* EXERCISE:
Print every line of the listing below, starting with the line that holds "pub fn permission_string(&self)" and going on through the line that holds "if self.total == 0", both included, and print nothing else.

* DATASET EXTRACT:
↓↓↓

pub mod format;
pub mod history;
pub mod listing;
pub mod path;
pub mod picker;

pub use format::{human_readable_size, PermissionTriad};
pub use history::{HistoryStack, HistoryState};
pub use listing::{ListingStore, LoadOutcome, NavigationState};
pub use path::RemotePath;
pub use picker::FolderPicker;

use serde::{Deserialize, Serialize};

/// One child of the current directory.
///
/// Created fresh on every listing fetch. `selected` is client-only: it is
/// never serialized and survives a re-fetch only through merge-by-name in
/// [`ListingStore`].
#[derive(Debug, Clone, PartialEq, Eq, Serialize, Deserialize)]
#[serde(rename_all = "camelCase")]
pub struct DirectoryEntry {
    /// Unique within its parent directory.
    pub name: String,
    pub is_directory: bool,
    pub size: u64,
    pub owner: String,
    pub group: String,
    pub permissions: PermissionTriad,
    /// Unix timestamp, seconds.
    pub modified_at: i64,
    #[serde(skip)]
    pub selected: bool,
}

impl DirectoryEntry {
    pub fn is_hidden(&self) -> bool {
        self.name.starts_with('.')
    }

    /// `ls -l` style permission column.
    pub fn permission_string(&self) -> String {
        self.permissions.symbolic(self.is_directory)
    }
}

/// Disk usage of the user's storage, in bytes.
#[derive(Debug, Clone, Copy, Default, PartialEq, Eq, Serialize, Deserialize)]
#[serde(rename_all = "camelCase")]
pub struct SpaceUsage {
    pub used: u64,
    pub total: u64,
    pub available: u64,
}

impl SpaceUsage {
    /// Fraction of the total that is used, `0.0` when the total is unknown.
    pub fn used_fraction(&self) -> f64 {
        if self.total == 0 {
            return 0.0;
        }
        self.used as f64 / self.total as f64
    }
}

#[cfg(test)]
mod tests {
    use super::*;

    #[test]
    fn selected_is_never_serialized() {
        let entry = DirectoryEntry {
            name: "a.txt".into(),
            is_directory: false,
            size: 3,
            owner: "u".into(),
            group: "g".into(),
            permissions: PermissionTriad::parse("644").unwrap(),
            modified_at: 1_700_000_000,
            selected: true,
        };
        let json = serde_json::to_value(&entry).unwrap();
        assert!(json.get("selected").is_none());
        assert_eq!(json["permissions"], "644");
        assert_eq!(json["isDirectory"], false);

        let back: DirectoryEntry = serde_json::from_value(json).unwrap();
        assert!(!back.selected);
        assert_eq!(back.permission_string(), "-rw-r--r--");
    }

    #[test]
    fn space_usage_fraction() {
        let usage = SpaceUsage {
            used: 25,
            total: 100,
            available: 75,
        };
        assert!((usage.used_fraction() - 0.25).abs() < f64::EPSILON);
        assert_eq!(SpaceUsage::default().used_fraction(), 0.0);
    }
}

↑↑↑

* SOLUTION TO THE EXERCISE:
    pub fn permission_string(&self) -> String {
        self.permissions.symbolic(self.is_directory)
    }
}

/// Disk usage of the user's storage, in bytes.
#[derive(Debug, Clone, Copy, Default, PartialEq, Eq, Serialize, Deserialize)]
#[serde(rename_all = "camelCase")]
pub struct SpaceUsage {
    pub used: u64,
    pub total: u64,
    pub available: u64,
}

impl SpaceUsage {
    /// Fraction of the total that is used, `0.0` when the total is unknown.
    pub fn used_fraction(&self) -> f64 {
        if self.total == 0 {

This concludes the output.